## Action item
Collect from the data below each line with "into".

Stored data entries
============================================================
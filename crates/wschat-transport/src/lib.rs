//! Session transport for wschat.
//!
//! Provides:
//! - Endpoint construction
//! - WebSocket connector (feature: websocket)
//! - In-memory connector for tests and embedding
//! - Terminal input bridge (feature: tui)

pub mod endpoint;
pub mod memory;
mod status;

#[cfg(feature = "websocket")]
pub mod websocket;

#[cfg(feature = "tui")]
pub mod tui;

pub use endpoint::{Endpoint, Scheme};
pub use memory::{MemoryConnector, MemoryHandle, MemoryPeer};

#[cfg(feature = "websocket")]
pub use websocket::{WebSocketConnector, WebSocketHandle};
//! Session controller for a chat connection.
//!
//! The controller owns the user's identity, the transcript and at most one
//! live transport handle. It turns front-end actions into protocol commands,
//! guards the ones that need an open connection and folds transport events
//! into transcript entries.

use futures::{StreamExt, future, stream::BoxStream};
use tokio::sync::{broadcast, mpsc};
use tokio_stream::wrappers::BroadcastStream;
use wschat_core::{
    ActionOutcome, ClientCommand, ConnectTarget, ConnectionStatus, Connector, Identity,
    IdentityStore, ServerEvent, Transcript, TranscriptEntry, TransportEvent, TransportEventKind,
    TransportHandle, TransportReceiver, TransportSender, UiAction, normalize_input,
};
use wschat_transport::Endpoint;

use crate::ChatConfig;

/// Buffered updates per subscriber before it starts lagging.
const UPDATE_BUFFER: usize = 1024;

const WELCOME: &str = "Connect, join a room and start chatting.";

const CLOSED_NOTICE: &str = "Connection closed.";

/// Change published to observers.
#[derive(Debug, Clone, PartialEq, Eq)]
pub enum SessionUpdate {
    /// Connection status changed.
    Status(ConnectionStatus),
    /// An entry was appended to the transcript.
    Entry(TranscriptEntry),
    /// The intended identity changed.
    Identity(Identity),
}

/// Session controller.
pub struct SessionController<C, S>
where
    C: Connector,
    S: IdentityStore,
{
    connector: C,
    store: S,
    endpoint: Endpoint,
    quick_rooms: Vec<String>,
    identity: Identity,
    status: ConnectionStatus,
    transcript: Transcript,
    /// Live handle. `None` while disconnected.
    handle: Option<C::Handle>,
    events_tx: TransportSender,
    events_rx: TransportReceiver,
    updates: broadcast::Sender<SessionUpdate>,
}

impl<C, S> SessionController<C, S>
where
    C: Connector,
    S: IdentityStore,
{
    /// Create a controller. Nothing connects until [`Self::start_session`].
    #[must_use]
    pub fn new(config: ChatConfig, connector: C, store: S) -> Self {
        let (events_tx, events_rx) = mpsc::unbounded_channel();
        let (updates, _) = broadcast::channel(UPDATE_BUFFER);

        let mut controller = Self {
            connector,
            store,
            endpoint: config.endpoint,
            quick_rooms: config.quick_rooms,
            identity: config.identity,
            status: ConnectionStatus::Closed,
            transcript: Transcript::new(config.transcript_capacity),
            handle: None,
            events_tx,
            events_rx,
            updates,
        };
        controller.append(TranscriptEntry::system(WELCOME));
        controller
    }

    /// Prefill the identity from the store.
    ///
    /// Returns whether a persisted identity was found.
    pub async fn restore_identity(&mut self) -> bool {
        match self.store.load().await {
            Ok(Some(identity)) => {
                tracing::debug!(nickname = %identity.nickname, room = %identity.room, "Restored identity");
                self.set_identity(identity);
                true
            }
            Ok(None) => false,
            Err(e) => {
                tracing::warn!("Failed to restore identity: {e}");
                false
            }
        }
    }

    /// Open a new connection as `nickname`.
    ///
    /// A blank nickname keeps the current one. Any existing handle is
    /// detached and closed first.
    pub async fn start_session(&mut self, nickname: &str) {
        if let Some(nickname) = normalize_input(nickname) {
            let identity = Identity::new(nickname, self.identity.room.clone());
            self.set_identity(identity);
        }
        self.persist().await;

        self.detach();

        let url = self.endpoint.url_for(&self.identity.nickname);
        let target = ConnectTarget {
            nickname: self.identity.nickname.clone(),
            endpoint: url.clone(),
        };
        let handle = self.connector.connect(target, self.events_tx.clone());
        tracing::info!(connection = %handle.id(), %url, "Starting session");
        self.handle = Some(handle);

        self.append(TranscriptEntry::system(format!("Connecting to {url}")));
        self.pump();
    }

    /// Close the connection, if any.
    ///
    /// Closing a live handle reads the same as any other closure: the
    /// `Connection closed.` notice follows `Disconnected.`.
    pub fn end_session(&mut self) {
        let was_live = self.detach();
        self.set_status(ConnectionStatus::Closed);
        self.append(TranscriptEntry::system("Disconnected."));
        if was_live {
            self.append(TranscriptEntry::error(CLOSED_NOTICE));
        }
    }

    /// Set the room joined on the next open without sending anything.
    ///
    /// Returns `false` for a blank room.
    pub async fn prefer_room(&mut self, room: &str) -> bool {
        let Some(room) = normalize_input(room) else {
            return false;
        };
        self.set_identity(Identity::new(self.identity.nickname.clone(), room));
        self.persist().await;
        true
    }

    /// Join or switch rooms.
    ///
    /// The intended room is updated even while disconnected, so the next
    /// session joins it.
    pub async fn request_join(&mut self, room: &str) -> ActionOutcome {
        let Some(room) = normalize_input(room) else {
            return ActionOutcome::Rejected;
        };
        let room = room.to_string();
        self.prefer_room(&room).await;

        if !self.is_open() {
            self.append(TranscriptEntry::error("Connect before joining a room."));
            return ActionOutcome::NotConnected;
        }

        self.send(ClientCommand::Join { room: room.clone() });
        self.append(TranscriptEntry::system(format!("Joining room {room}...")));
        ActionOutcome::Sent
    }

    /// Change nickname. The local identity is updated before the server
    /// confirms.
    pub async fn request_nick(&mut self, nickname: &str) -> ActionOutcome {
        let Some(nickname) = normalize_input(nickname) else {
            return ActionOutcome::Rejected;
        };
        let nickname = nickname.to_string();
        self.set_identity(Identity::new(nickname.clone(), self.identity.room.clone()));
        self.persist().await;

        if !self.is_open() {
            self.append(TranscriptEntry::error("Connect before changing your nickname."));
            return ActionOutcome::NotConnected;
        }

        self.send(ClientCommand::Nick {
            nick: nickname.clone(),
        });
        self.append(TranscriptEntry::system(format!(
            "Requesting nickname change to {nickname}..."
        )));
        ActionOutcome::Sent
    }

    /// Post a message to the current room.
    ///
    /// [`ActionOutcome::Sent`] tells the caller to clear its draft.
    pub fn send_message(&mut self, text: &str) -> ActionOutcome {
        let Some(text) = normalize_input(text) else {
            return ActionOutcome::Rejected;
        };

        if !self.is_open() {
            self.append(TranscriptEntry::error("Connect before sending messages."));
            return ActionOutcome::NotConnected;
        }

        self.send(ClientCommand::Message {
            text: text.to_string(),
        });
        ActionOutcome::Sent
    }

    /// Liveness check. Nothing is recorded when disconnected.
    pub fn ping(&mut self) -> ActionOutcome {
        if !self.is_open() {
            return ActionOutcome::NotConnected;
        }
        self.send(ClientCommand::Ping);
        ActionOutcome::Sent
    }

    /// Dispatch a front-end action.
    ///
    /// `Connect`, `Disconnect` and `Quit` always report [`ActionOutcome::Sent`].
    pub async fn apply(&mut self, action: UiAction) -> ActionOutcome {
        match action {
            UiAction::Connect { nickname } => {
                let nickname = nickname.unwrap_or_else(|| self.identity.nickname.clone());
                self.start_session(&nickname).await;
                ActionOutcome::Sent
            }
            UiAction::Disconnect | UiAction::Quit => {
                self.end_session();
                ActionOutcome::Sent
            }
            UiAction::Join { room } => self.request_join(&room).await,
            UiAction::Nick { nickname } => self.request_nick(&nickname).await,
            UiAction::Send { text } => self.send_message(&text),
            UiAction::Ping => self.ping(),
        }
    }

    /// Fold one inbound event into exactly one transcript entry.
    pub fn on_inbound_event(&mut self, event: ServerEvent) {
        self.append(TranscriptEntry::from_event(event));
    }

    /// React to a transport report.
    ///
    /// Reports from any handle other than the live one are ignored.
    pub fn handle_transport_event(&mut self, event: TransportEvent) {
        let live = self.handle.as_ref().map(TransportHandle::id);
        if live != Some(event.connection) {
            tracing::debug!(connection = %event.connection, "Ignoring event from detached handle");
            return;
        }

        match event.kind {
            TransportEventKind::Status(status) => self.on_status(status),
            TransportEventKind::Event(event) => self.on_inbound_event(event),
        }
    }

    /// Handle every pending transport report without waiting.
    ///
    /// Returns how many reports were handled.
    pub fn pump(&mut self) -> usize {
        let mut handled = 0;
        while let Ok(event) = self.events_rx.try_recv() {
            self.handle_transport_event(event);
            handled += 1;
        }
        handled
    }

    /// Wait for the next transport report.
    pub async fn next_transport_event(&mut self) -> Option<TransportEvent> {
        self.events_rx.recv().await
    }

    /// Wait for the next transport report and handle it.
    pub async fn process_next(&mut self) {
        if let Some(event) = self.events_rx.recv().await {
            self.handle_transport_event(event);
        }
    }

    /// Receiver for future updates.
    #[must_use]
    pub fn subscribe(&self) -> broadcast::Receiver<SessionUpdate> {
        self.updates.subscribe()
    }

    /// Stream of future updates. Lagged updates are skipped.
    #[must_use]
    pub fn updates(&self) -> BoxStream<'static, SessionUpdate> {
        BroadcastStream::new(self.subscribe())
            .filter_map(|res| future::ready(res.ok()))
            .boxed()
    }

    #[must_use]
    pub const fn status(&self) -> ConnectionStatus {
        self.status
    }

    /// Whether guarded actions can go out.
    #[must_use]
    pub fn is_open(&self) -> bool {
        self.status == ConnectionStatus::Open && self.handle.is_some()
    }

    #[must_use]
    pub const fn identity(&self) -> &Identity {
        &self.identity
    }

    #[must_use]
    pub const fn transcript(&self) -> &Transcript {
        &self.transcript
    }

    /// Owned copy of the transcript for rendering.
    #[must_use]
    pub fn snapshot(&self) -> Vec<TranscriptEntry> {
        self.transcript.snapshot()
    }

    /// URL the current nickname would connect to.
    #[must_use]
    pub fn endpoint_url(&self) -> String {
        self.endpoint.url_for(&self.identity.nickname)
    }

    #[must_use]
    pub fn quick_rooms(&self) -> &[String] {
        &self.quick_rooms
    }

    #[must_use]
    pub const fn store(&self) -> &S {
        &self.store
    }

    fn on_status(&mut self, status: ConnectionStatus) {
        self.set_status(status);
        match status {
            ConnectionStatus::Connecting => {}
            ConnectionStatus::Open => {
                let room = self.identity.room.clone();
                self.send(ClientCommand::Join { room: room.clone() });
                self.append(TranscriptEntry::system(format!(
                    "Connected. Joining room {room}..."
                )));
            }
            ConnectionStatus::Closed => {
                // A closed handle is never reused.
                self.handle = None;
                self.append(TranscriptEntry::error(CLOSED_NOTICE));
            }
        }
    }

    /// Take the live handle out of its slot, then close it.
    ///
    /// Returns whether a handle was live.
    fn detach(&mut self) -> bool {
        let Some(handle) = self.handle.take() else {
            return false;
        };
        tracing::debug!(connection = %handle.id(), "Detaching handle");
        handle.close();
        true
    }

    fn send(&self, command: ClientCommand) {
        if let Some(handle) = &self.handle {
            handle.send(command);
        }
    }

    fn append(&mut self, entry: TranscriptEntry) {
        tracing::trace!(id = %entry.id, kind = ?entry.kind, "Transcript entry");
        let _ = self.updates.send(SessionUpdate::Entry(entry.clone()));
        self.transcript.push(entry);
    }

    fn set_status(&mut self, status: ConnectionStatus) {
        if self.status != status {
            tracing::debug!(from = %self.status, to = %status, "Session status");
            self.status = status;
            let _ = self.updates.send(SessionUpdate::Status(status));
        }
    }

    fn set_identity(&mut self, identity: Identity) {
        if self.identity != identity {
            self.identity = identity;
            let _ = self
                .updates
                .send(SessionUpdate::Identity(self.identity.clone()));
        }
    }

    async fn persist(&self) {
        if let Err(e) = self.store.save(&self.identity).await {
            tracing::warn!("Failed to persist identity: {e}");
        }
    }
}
============================================================
## Response to the exercise
//! live transport handle. It turns front-end actions into protocol commands,
//! into transcript entries.
    /// Fold one inbound event into exactly one transcript entry.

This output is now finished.